The Cyclops Tensor Framework (CTF) is a modular high-level software library providing distributed-memory tensor algebra capabilities, aimed at facilitating efficient parallel execution of tensor contractions, transpositions, and operations with explicit support for tensor symmetries. CTF orchestrates contractions over multidimensional arrays distributed across a multi-dimensional processor grid, and incorporates advanced planning logic and node-aware communication optimizations to minimize communication complexity and improve scalability, particularly on modern supercomputing architectures with multiple cores and hierarchical memory networks (Irmler et al., 2023). It supports C and C++ APIs and is designed to interoperate with high-level scientific codes, notably in electronic structure and quantum chemistry computations.

1. Modular Architecture and Baseline Distributed Contraction

The CTF library employs a design in which each tensor is represented as a multidimensional array distributed across a $p_1 \times p_2 \times \dots \times p_d$ processor grid. The core functionality includes contraction routines, transposition operators, and support for tensor symmetries. Contractions are decomposed via the SUMMA paradigm into a sequence of two-dimensional matrix multiplications, reductions, and replications. When additional memory is available, CTF employs a 2.5D memory–communication trade-off to further reduce communication overhead.
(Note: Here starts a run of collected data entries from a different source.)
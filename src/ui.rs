//! Interface de terminal do awxclient: spinner e veredito colorido.
//!
//! Usa `indicatif` para o spinner e `console` para as cores. Quando a saída
//! não é um terminal (por exemplo, sob systemd) o spinner fica oculto e só o
//! veredito é impresso.

use std::time::Duration;

use console::Style;
use indicatif::{ProgressBar, ProgressStyle};

use crate::context::BuildContext;
use crate::orchestrator::BuildStatus;

/// Indicador visual de um build em andamento.
pub struct BuildProgress {
    pb: ProgressBar,
    green: Style,
    red: Style,
}

impl BuildProgress {
    /// Inicia o spinner com o FQDN e o tipo do host.
    pub fn start(ctx: &BuildContext, mock: bool) -> Self {
        let pb = ProgressBar::new_spinner();
        if let Ok(style) = ProgressStyle::default_spinner().template("{spinner:.cyan} {msg}") {
            pb.set_style(style);
        }
        let mode = if mock { " (mock)" } else { "" };
        pb.set_message(format!(
            "Building {} ({} host){mode}: {} then {}",
            ctx.fqdn, ctx.host_type, ctx.breakglass.name, ctx.baseline.name
        ));
        pb.enable_steady_tick(Duration::from_millis(100));

        Self {
            pb,
            green: Style::new().green().bold(),
            red: Style::new().red().bold(),
        }
    }

    /// Finaliza o spinner e imprime o resultado final.
    pub fn finish(&self, status: &BuildStatus) {
        self.pb.finish_and_clear();
        match status {
            BuildStatus::Successful => {
                println!("  {} Build completed successfully", self.green.apply_to("✓"));
            }
            BuildStatus::Failed(err) => {
                println!("  {} Build failed ({}): {err}", self.red.apply_to("✗"), err.kind());
            }
        }
    }
}
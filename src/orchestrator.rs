use tracing::{error, info};

use crate::awx::AutomationApi;
use crate::context::BuildContext;
use crate::error::BuildError;
use crate::inventory::{GroupRules, InventoryRegistrar};
use crate::launcher::JobLauncher;
use crate::marker::MarkerStore;
use crate::poller::Sleeper;
use crate::relay::RelayClient;
use crate::state_machine::{JobSpec, PollTimings};

/// Verdict of a whole build run.
#[derive(Debug, Clone, PartialEq, Eq)]
pub enum BuildStatus {
    Successful,
    Failed(BuildError),
}

impl BuildStatus {
    pub fn is_successful(&self) -> bool {
        matches!(self, BuildStatus::Successful)
    }
}

impl From<Result<(), BuildError>> for BuildStatus {
    fn from(result: Result<(), BuildError>) -> Self {
        match result {
            Ok(()) => BuildStatus::Successful,
            Err(e) => BuildStatus::Failed(e),
        }
    }
}

/// Host-side work that only happens after a real (non-mock) success.
pub trait PostBuild: Send + Sync {
    fn clean_up(&self, ctx: &BuildContext) -> Result<(), BuildError>;
}

/// What a local build needs to talk to AWX.
pub struct Platform<A, M, S> {
    pub api: A,
    pub markers: M,
    pub sleeper: S,
    pub rules: GroupRules,
    pub timings: PollTimings,
}

/// Runs breakglass then baseline, here or through the relay.
pub struct Orchestrator<A, M, S> {
    platform: Option<Platform<A, M, S>>,
    relay: Option<RelayClient>,
    post_build: Option<Box<dyn PostBuild>>,
}

impl<A, M, S> Default for Orchestrator<A, M, S> {
    fn default() -> Self {
        Self {
            platform: None,
            relay: None,
            post_build: None,
        }
    }
}

impl<A: AutomationApi, M: MarkerStore, S: Sleeper> Orchestrator<A, M, S> {
    pub fn with_platform(mut self, platform: Platform<A, M, S>) -> Self {
        self.platform = Some(platform);
        self
    }

    pub fn with_relay(mut self, relay: RelayClient) -> Self {
        self.relay = Some(relay);
        self
    }

    pub fn with_post_build(mut self, hook: Box<dyn PostBuild>) -> Self {
        self.post_build = Some(hook);
        self
    }

    /// Full build for `ctx`. Internal hosts launch jobs themselves; midtier and
    /// edge hosts delegate to the relay. Cleanup runs only after a real success.
    pub async fn run(&self, ctx: &BuildContext, mock: bool) -> BuildStatus {
        let status = if ctx.host_type.runs_locally() {
            self.run_local(ctx, mock).await
        } else {
            self.delegate(ctx, mock).await
        };

        if !status.is_successful() || mock {
            return status;
        }
        match &self.post_build {
            Some(hook) => hook.clean_up(ctx).into(),
            None => status,
        }
    }

    /// Register the host and launch both jobs against AWX from this process,
    /// whatever the host type. This is what the relay runs for each request.
    pub async fn run_local(&self, ctx: &BuildContext, mock: bool) -> BuildStatus {
        if mock {
            info!("Mock build for {}: skipping inventory and job launches", ctx.fqdn);
            info!("Kicking off {}...", ctx.breakglass.name);
            info!("Kicking off {}...", ctx.baseline.name);
            return BuildStatus::Successful;
        }

        let Some(platform) = &self.platform else {
            return BuildStatus::Failed(BuildError::configuration(
                "no AWX client is configured on this host",
            ));
        };

        let status: BuildStatus = launch_all(platform, ctx).await.into();
        if let BuildStatus::Failed(e) = &status {
            error!("build of {} stopped: {e}", ctx.fqdn);
        }
        status
    }

    async fn delegate(&self, ctx: &BuildContext, mock: bool) -> BuildStatus {
        let Some(relay) = &self.relay else {
            return BuildStatus::Failed(BuildError::configuration(format!(
                "{} is a {} host but no relay is configured (mtrelay missing from the environment file)",
                ctx.fqdn, ctx.host_type
            )));
        };
        relay.submit(ctx, mock).await.into()
    }
}

// Baseline is only ever launched after breakglass succeeded.
async fn launch_all<A: AutomationApi, M: MarkerStore, S: Sleeper>(
    platform: &Platform<A, M, S>,
    ctx: &BuildContext,
) -> Result<(), BuildError> {
    InventoryRegistrar::new(&platform.api, &platform.rules)
        .ensure(ctx)
        .await?;

    let launcher = JobLauncher::new(
        &platform.api,
        &platform.markers,
        &platform.sleeper,
        platform.timings,
    );
    launcher
        .launch(&JobSpec::breakglass(ctx))
        .await
        .into_result()?;
    launcher
        .launch(&JobSpec::baseline(ctx))
        .await
        .into_result()?;

    info!(
        "{} and {} were executed successfully",
        ctx.breakglass.name, ctx.baseline.name
    );
    Ok(())
}
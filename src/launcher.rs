use tracing::{error, info};

use crate::awx::{AutomationApi, JobStatus};
use crate::marker::MarkerStore;
use crate::poller::{Sleeper, StatusPoller};
use crate::state_machine::{JobOutcome, JobSpec, JobSummary, PollTimings};

/// Launches one template at most once per host.
pub struct JobLauncher<'a, A, M, S> {
    api: &'a A,
    markers: &'a M,
    poller: StatusPoller<'a, A, S>,
}

impl<'a, A: AutomationApi, M: MarkerStore, S: Sleeper> JobLauncher<'a, A, M, S> {
    pub fn new(api: &'a A, markers: &'a M, sleeper: &'a S, timings: PollTimings) -> Self {
        Self {
            api,
            markers,
            poller: StatusPoller::new(api, sleeper, timings),
        }
    }

    /// Submit `spec`, wait for it, and record completion on success.
    ///
    /// A marker from an earlier run short-circuits to success without touching
    /// the platform.
    pub async fn launch(&self, spec: &JobSpec) -> JobOutcome {
        if self.markers.exists(&spec.target_host, &spec.template_name) {
            info!(
                "{} already completed for {}, not launching it again",
                spec.template_name, spec.target_host
            );
            return JobOutcome::Succeeded {
                summary: JobSummary {
                    job_id: None,
                    template: spec.template_name.clone(),
                    status: JobStatus::Successful,
                },
            };
        }

        info!("Kicking off {}...", spec.template_name);
        let job = match self
            .api
            .launch_template(spec.template_id, &spec.parameters)
            .await
        {
            Ok(job) => job,
            Err(e) => {
                let context = format!("launching {}", spec.template_name);
                return JobOutcome::api_failure(context, &e);
            }
        };

        let outcome = self.poller.await_job(job.id, &spec.template_name).await;
        if let JobOutcome::Succeeded { summary } = &outcome {
            info!("Status of {}: {}", summary.template, summary.status);
            // The job did succeed; a lost marker only means a repeat launch after restart.
            if let Err(e) = self.markers.create(&spec.target_host, &spec.template_name) {
                error!(
                    "could not record completion of {} for {}: {e}",
                    spec.template_name, spec.target_host
                );
            }
        }
        outcome
    }
}

#[cfg(test)]
mod tests {
    use super::*;
    use crate::context::{HostType, sample_context};
    use crate::marker::fakes::MemoryMarkers;
    use crate::poller::fakes::RecordingSleeper;
    use crate::testing::{Call, FakeApi};

    #[tokio::test]
    async fn existing_marker_skips_submission() {
        let ctx = sample_context(HostType::Internal);
        let api = FakeApi::default();
        let markers = MemoryMarkers::default().with(&ctx.fqdn, "Breakglass");
        let sleeper = RecordingSleeper::default();

        let outcome = JobLauncher::new(&api, &markers, &sleeper, PollTimings::default())
            .launch(&JobSpec::breakglass(&ctx))
            .await;

        assert!(outcome.is_success());
        assert!(api.calls().is_empty());
        assert_eq!(sleeper.total().as_secs(), 0);
    }

    #[tokio::test]
    async fn success_writes_marker_after_poll() {
        let ctx = sample_context(HostType::Internal);
        let api = FakeApi::default();
        api.finish_template(15, JobStatus::Successful);
        let markers = MemoryMarkers::default();
        let sleeper = RecordingSleeper::default();
        let launcher = JobLauncher::new(&api, &markers, &sleeper, PollTimings::default());

        let outcome = launcher.launch(&JobSpec::breakglass(&ctx)).await;

        assert!(outcome.is_success());
        assert!(markers.exists(&ctx.fqdn, "Breakglass"));
        assert_eq!(api.calls(), vec![Call::Launch(15), Call::Summaries(1015)]);

        // A second launch, e.g. after a reboot, never reaches the platform.
        let again = launcher.launch(&JobSpec::breakglass(&ctx)).await;
        assert!(again.is_success());
        assert_eq!(api.launches(), vec![15]);
    }

    #[tokio::test]
    async fn failed_job_leaves_no_marker() {
        let ctx = sample_context(HostType::Internal);
        let api = FakeApi::default();
        api.finish_template(16, JobStatus::Failed);
        let markers = MemoryMarkers::default();
        let sleeper = RecordingSleeper::default();

        let outcome = JobLauncher::new(&api, &markers, &sleeper, PollTimings::default())
            .launch(&JobSpec::baseline(&ctx))
            .await;

        assert!(matches!(outcome, JobOutcome::Failed { job_id: 1016, .. }));
        assert!(!markers.exists(&ctx.fqdn, "Baseline Apply"));
    }

    #[tokio::test]
    async fn submission_error_is_transport_without_polling() {
        let ctx = sample_context(HostType::Internal);
        let api = FakeApi::default();
        api.fail_launch(400);
        let markers = MemoryMarkers::default();
        let sleeper = RecordingSleeper::default();

        let outcome = JobLauncher::new(&api, &markers, &sleeper, PollTimings::default())
            .launch(&JobSpec::breakglass(&ctx))
            .await;

        assert!(matches!(outcome, JobOutcome::TransportError { .. }));
        assert_eq!(api.summary_queries(), 0);
        assert!(sleeper.delays.lock().unwrap().is_empty());
    }

    #[tokio::test]
    async fn rejected_credentials_at_launch_are_access_denied() {
        let ctx = sample_context(HostType::Internal);
        let api = FakeApi::default();
        api.fail_launch(401);
        let markers = MemoryMarkers::default();
        let sleeper = RecordingSleeper::default();

        let outcome = JobLauncher::new(&api, &markers, &sleeper, PollTimings::default())
            .launch(&JobSpec::breakglass(&ctx))
            .await;

        assert!(matches!(outcome, JobOutcome::AccessDenied { .. }));
        assert_eq!(api.summary_queries(), 0);
        assert!(!markers.exists(&ctx.fqdn, "Breakglass"));
    }

    #[tokio::test]
    async fn marker_write_failure_keeps_success() {
        let ctx = sample_context(HostType::Internal);
        let api = FakeApi::default();
        let markers = MemoryMarkers::read_only();
        let sleeper = RecordingSleeper::default();

        let outcome = JobLauncher::new(&api, &markers, &sleeper, PollTimings::default())
            .launch(&JobSpec::breakglass(&ctx))
            .await;

        assert!(outcome.is_success());
        assert!(!markers.exists(&ctx.fqdn, "Breakglass"));
    }
}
Upon invocation, the CTF runtime selects an optimal processor grid for the contraction by evaluating a performance model that balances local floating point operations (FLOPs), communication volume, and any required data redistribution. Input tensors are typically redistributed to the selected grid through a round of point-to-point messages. SUMMA-style contractions proceed in multiple steps: operand panels are broadcast along grid fibers, followed by local matrix-matrix multiplication, and finally, reduction of partial results across processors. Communication costs in the baseline implementation are characterized by a per-processor bandwidth proportional to $\sum_i W_i$ (where $W_i$ is the broadcast or reduction size per fiber) and latency cost $O(\log p)$ per SUMMA step. The default model does not distinguish between intra- and inter-node communication asymmetries (Irmler et al., 2023).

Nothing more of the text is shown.